Come si calcola l’incentivo in conto termico? La modalità per il calcolo degli incentivi in conto termico per tutte le tipologie di intervento sono quelle previste dall’allegato 1 del D.M. 16 febbraio 2016 (Conto Termico 2.0). Per ogni tipologia di intervento esistono modalità di calcolo specifiche per determinare l’ammontare dell’incentivo totale e dell’incentivo totale massimo erogabile dal GSE.

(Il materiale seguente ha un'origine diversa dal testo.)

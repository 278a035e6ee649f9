//! Equity curve samples.

use chrono::NaiveDateTime;
use serde::{Deserialize, Serialize};

/// One sample of the account's mark-to-market value.
#[derive(Debug, Clone, Copy, PartialEq, Serialize, Deserialize)]
pub struct EquityPoint {
    pub timestamp: NaiveDateTime,
    pub cash: f64,
    /// Mark-to-market value of the open position, zero when flat.
    pub position_value: f64,
    pub total_equity: f64,
}
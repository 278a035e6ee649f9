//! Exponential moving average.

/// Exponentially weighted mean with `alpha = 2 / (span + 1)`, seeded at the
/// first value. Unlike the windowed indicators there is no NaN warmup; the
/// early outputs are simply dominated by the seed.
pub fn ema(values: &[f64], span: usize) -> Vec<f64> {
    let mut out = Vec::with_capacity(values.len());
    if values.is_empty() || span == 0 {
        return vec![f64::NAN; values.len()];
    }
    let alpha = 2.0 / (span as f64 + 1.0);
    let mut current = values[0];
    out.push(current);
    for value in &values[1..] {
        current = alpha * value + (1.0 - alpha) * current;
        out.push(current);
    }
    out
}
//! `tradelab` — run backtests from config files or presets.

use std::path::PathBuf;

use anyhow::{bail, Context};
use clap::{Parser, Subcommand, ValueEnum};
use tracing_subscriber::EnvFilter;

use tradelab_runner::{
    export, load_bars_csv, run_backtest, synthetic_oscillating, synthetic_trending,
    BacktestConfig,
};

#[derive(Parser)]
#[command(name = "tradelab", version, about = "Backtest trading strategies over OHLCV data")]
struct Cli {
    #[command(subcommand)]
    command: Command,
}

#[derive(Subcommand)]
enum Command {
    /// Run one backtest and print the report.
    Run {
        /// TOML config file describing the run.
        #[arg(long, conflicts_with = "preset")]
        config: Option<PathBuf>,
        /// Use a built-in strategy preset instead of a config file.
        #[arg(long, value_enum, conflicts_with = "config")]
        preset: Option<Preset>,
        /// CSV file with timestamp,open,high,low,close,volume rows.
        #[arg(long)]
        data: Option<PathBuf>,
        /// Generate a synthetic series instead of loading CSV data.
        #[arg(long, value_enum, conflicts_with = "data")]
        synthetic: Option<SyntheticKind>,
        /// Number of synthetic bars.
        #[arg(long, default_value_t = 720)]
        bars: usize,
        /// Seed for the synthetic series.
        #[arg(long, default_value_t = 42)]
        seed: u64,
        /// Write trades.csv / equity.csv / metrics.json under this directory.
        #[arg(long)]
        output: Option<PathBuf>,
    },
    /// List the built-in presets.
    Presets,
}

#[derive(Clone, Copy, Debug, ValueEnum)]
enum Preset {
    MaCrossover,
    RsiReversion,
    GridTrading,
}

impl Preset {
    fn config(self) -> BacktestConfig {
        let kind = match self {
            Preset::MaCrossover => "ma_crossover",
            Preset::RsiReversion => "rsi_reversion",
            Preset::GridTrading => "grid_trading",
        };
        let text = format!(
            r#"
            [backtest]
            symbol = "BTC/USDT"

            [strategy]
            kind = "{kind}"
            "#
        );
        // The preset documents are fixed strings; they always parse.
        BacktestConfig::from_toml(&text).unwrap_or_else(|e| panic!("builtin preset invalid: {e}"))
    }

    fn default_synthetic(self) -> SyntheticKind {
        match self {
            Preset::MaCrossover => SyntheticKind::Trending,
            Preset::RsiReversion | Preset::GridTrading => SyntheticKind::Oscillating,
        }
    }
}

#[derive(Clone, Copy, Debug, ValueEnum)]
enum SyntheticKind {
    Trending,
    Oscillating,
}

fn main() -> anyhow::Result<()> {
    tracing_subscriber::fmt()
        .with_env_filter(EnvFilter::try_from_default_env().unwrap_or_else(|_| "info".into()))
        .init();

    match Cli::parse().command {
        Command::Presets => {
            for preset in [Preset::MaCrossover, Preset::RsiReversion, Preset::GridTrading] {
                let config = preset.config();
                println!(
                    "{:<15} symbol={} capital={}",
                    config.strategy.name(),
                    config.backtest.symbol,
                    config.backtest.initial_capital
                );
            }
            Ok(())
        }
        Command::Run {
            config,
            preset,
            data,
            synthetic,
            bars,
            seed,
            output,
        } => {
            let config = match (config, preset) {
                (Some(path), None) => BacktestConfig::from_file(&path)
                    .with_context(|| format!("loading {}", path.display()))?,
                (None, Some(preset)) => preset.config(),
                _ => bail!("provide exactly one of --config or --preset"),
            };

            let series = match (&data, synthetic) {
                (Some(path), _) => {
                    load_bars_csv(path).with_context(|| format!("loading {}", path.display()))?
                }
                (None, kind) => {
                    if bars == 0 {
                        bail!("--bars must be positive for synthetic data");
                    }
                    let kind = kind
                        .or(preset.map(Preset::default_synthetic))
                        .unwrap_or(SyntheticKind::Trending);
                    match kind {
                        SyntheticKind::Trending => synthetic_trending(bars, seed),
                        SyntheticKind::Oscillating => synthetic_oscillating(bars, seed),
                    }
                }
            };

            let result = run_backtest(&config, &series)?;
            print!("{}", result.render_report());

            if let Some(out_dir) = output {
                let dir = export::save_artifacts(&result, &out_dir)?;
                println!("\nartifacts written to {}", dir.display());
            }
            Ok(())
        }
    }
}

1.A) Isolamento termico di superfici opache delimitanti il volume climatizzato 1.B) Sostituzione di chiusure trasparenti comprensive di infissi delimitanti il volume climatizzato 1.C) Sostituzione di impianti di climatizzazione invernale con generatori di calore a condensazione 1.D) Installazione di sistemi di schermatura e/o ombreggiamento di chiusure trasparenti con esposizione da Est-Sud-Est a O, fissi o mobili, non trasportabili 1.E) Trasformazione “edifici a energia quasi zero” (nZEB) 1.F) Sostituzione di sistemi per l’illuminazione di interni e delle pertinenze esterne esistenti con sistemi di illuminazione efficienti 1.G) Installazione di tecnologie di gestione e controllo automatico (building automation) degli impianti termici ed elettrici ivi inclusa l’installazione di sistemi di termoregolazione e contabilizzazione del calore

2.A) Sostituzione di impianti di climatizzazione invernale esistenti con impianti di climatizzazione invernale utilizzanti pompe di calore elettriche o a gas, anche geotermiche 2.B) Sostituzione di impianti di climatizzazione invernale o di riscaldamento delle serre esistenti e dei fabbricati rurali esistenti con generatori di calore alimentati da biomassa 2.C) Installazione di collettori solari termici, anche abbinati sistemi di solar cooling 2.D) Sostituzione di scaldacqua elettrici con scaldacqua a pompa di calore 2.E) Sostituzione di impianti di climatizzazione invernale esistenti con sistemi ibridi a pompa di calore con potenza termica utile nominale inferiore o uguale a 35 kW

ECOBONUS 65%

Fino al 31 dicembre 2018 si potrà usare la detrazione del 65% per gli interventi di riqualificazione energetica degli edifici per:

  • interventi che migliorano almeno del 20% il fabbisogno annuo di energia primaria rispetto ai requisiti del DM 11 marzo 2008
  • interventi di coibentazioni di strutture opache verticali e orizzontali che rispettano i requisiti del DM 11 marzo 2008
  • installazione di pannelli solari per produrre acqua calda
  • sostituzione degli scaldacqua tradizionali con quelli a pompa di calore
  • sostituzione di impianti di climatizzazione invernale con impianti dotati di caldaie a condensazione di efficienza pari alla classe A e installazione contestuale di sistemi di termoregolazione evoluti
– acquisto e posa in opera di micro-cogeneratori in sostituzione di impianti esistenti, fino a un valore massimo della detrazione di 100mila euro (l’intervento deve portare a un risparmio energetico almeno del al 20%)
  • 
 acquisto, installazione e messa in opera di dispositivi multimediali per il controllo da remoto degli impianti di riscaldamento, acqua calda e climatizzazione.

ECOBONUS 50%

Dal 1° gennaio 2018 al 31 dicembre 2018, nelle singole unità immobiliari, la detrazione è ridotta al 50% per:

  • acquisto e posa in opera di finestre con infissi;
  • acquisto e posa in opera di schermature solari;
  • sostituzione di impianti di climatizzazione invernale con impianti con caldaie a biomassa e caldaie a condensazione con efficienza pari alla classe A di prodotto prevista dal Regolamento delegato (VE) N. 811/2013;
  • acquisto e posa in opera di impianti di climatizzazione invernale con impianti dotati di generatori di calore alimentati da biomasse combustibili, fino a un valore massimo della detrazione di 30mila euro.